ITEM 1 Necessity for Anti-Crime Organizations - Provincial Papers KOHOKU SHIMPO (SENDAI) - 3 January 1946. Translator: S. Inoue.
Popular resentment against evil farmers, merchants, and brokers who profiter in foods which the masses frantically seek bodes ill for them in the future. Bobbing and burglary are daily occurrences in big towns today and this inclination seems to be spreading already to the provincial towns and even further to the villages. Unless countermeasures are taken, we shall not be able to sleep safely. These countermeasures must be executed by the masses and be so drastic as to liquidate any profiteering which thrusts them into poverty and forces them to commit social crimes.
Something like an anti-crime organization was formed in earlier days in the urban neighborhood associations, when neighbors stood guard in monthly or half-monthly shifts against robberies in their neighborhood. However, this was superficailly done because they were too busy collecting contributions to discharge their duty. Schools and public bathhouses are also haunted by robbers. Now is the time when students must be careful not to be robbed while studying and participants in any dinner party are not sure whether or not their shoes are quite safe. Under these circumstances it is almost impossible to rely entirely upon the police who has lost their Power and dignity.
Here in SENDAI, there are only 400 policemen, while the city population is as high as 230,000. Their jurisdiction obviously is quite limited. There is no more than one sub-station in each village. The citizens cannot entrust the preservation of peace to a single policeman. The Air Raid Defense Corps remains undissolved even though the war has ended.

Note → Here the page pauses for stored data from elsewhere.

use core::fmt;

use serde::Serialize;

use crate::error::ParseError;

/// An attribute on a start or empty tag token, before namespace resolution.
#[derive(Debug, Clone, PartialEq, Eq, Serialize)]
pub struct Attribute {
    /// The qualified name as written.
    pub name: String,
    /// The value after entity expansion and whitespace normalization.
    pub value: String,
}

impl Attribute {
    /// Create a new attribute with the given name and value.
    #[must_use]
    pub fn new(name: impl Into<String>, value: impl Into<String>) -> Self {
        Self {
            name: name.into(),
            value: value.into(),
        }
    }
}

/// The tokens the tokenizer hands to the tree builder, in document order.
///
/// Parse errors travel in the same stream so that the error list keeps the
/// order in which problems were met.
#[derive(Debug, Clone, PartialEq, Eq, Serialize)]
#[serde(tag = "type")]
pub enum Token {
    /// `<name attr="value">`. Attributes keep source order; a repeated name is
    /// kept here and dropped by the tree builder, so the first one wins.
    StartTag {
        /// The qualified tag name.
        name: String,
        /// Attributes in source order, ATTLIST defaults appended last.
        attributes: Vec<Attribute>,
    },

    /// `<name attr="value"/>`. Same shape as a start tag.
    EmptyTag {
        /// The qualified tag name.
        name: String,
        /// Attributes in source order, ATTLIST defaults appended last.
        attributes: Vec<Attribute>,
    },

    /// `</name>`.
    EndTag {
        /// The qualified tag name.
        name: String,
    },

    /// `</>`, which closes whatever element is innermost.
    EndTagShort,

    /// A run of character data. Consecutive runs are not merged here.
    Characters {
        /// The text.
        data: String,
    },

    /// `<!--data-->`, or the content of a bogus declaration.
    Comment {
        /// The text between the delimiters.
        data: String,
    },

    /// `<?target data?>`.
    Pi {
        /// The target name.
        target: String,
        /// The instruction body, leading whitespace removed.
        data: String,
    },

    /// A recoverable well-formedness error, reported in stream order.
    ParseError(ParseError),
}

impl Token {
    /// Create a start tag token whose name starts with `first`.
    #[must_use]
    pub fn new_start_tag(first: char) -> Self {
        Self::StartTag {
            name: String::from(first),
            attributes: Vec::new(),
        }
    }

    /// Create an end tag token whose name starts with `first`.
    #[must_use]
    pub fn new_end_tag(first: char) -> Self {
        Self::EndTag {
            name: String::from(first),
        }
    }

    /// Create a comment token with empty data.
    #[must_use]
    pub const fn new_comment() -> Self {
        Self::Comment {
            data: String::new(),
        }
    }

    /// Create a processing instruction token whose target starts with `first`.
    #[must_use]
    pub fn new_pi(first: char) -> Self {
        Self::Pi {
            target: String::from(first),
            data: String::new(),
        }
    }

    /// Create a character token.
    #[must_use]
    pub fn new_characters(data: impl Into<String>) -> Self {
        Self::Characters { data: data.into() }
    }

    /// The tag name of a start, empty or end tag.
    #[must_use]
    pub fn tag_name(&self) -> Option<&str> {
        match self {
            Self::StartTag { name, .. } | Self::EmptyTag { name, .. } | Self::EndTag { name } => {
                Some(name.as_str())
            }
            _ => None,
        }
    }

    /// The attributes of a start or empty tag.
    #[must_use]
    pub fn attributes(&self) -> &[Attribute] {
        match self {
            Self::StartTag { attributes, .. } | Self::EmptyTag { attributes, .. } => {
                attributes.as_slice()
            }
            _ => &[],
        }
    }

    // Mutation helpers for the tokenizer. Calling one on the wrong variant
    // leaves the token unchanged.

    /// Append to the tag name, or to the target of a processing instruction.
    pub fn append_to_name(&mut self, c: char) {
        match self {
            Self::StartTag { name, .. }
            | Self::EmptyTag { name, .. }
            | Self::EndTag { name }
            | Self::Pi { target: name, .. } => name.push(c),
            _ => {}
        }
    }

    /// Append to the data of a comment or processing instruction.
    pub fn append_to_data(&mut self, text: &str) {
        if let Self::Comment { data } | Self::Pi { data, .. } = self {
            data.push_str(text);
        }
    }

    /// Turn a start tag into an empty tag, keeping name and attributes.
    pub fn make_empty(&mut self) {
        if let Self::StartTag { name, attributes } = self {
            *self = Self::EmptyTag {
                name: std::mem::take(name),
                attributes: std::mem::take(attributes),
            };
        }
    }

    /// Start a new attribute whose name begins with `first`.
    pub fn start_new_attribute(&mut self, first: char) {
        if let Self::StartTag { attributes, .. } | Self::EmptyTag { attributes, .. } = self {
            attributes.push(Attribute::new(first, String::new()));
        }
    }

    /// Append to the most recently started attribute's name.
    pub fn append_to_current_attribute_name(&mut self, c: char) {
        if let Self::StartTag { attributes, .. } | Self::EmptyTag { attributes, .. } = self
            && let Some(attr) = attributes.last_mut()
        {
            attr.name.push(c);
        }
    }

    /// Append to the most recently started attribute's value.
    pub fn append_to_current_attribute_value(&mut self, text: &str) {
        if let Self::StartTag { attributes, .. } | Self::EmptyTag { attributes, .. } = self
            && let Some(attr) = attributes.last_mut()
        {
            attr.value.push_str(text);
        }
    }

    /// Whether the most recently started attribute repeats an earlier name.
    #[must_use]
    pub fn current_attribute_name_is_duplicate(&self) -> bool {
        match self.attributes().split_last() {
            Some((current, earlier)) => earlier.iter().any(|attr| attr.name == current.name),
            None => false,
        }
    }
}

impl fmt::Display for Token {
    fn fmt(&self, f: &mut fmt::Formatter<'_>) -> fmt::Result {
        match self {
            Self::StartTag { name, attributes } | Self::EmptyTag { name, attributes } => {
                write!(f, "<{name}")?;
                for attr in attributes {
                    write!(f, " {}=\"{}\"", attr.name, attr.value)?;
                }
                if matches!(self, Self::EmptyTag { .. }) {
                    write!(f, "/")?;
                }
                write!(f, ">")
            }
            Self::EndTag { name } => write!(f, "</{name}>"),
            Self::EndTagShort => write!(f, "</>"),
            Self::Characters { data } => write!(f, "Characters({data:?})"),
            Self::Comment { data } => write!(f, "<!--{data}-->"),
            Self::Pi { target, data } => write!(f, "<?{target} {data}?>"),
            Self::ParseError(error) => write!(f, "ParseError({error})"),
        }
    }
}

Under such dangerous living conditions, we must organize into strong groups as quickly as possible to preserve peace. For this purpose we must first of all strengthen the anti-crime mechanism in neighborhood associations. This mechanism must be so enlarged as to connect with that of town assemblies and finally be in direct touch with ward police stations, A committee in charge of these functions shall be elected and they, co-operating with the police shall give anti-crime instructions. Sectional anti-crime corps may be organized by any occupation or business group with large numbers of personnel, and committees may also be selected from them. These committees, in the close set contact with those of neighborhood associations must plan urgent measures for preventing and settling the crimes in their allocated district, and consult with the police in settling common basic problems.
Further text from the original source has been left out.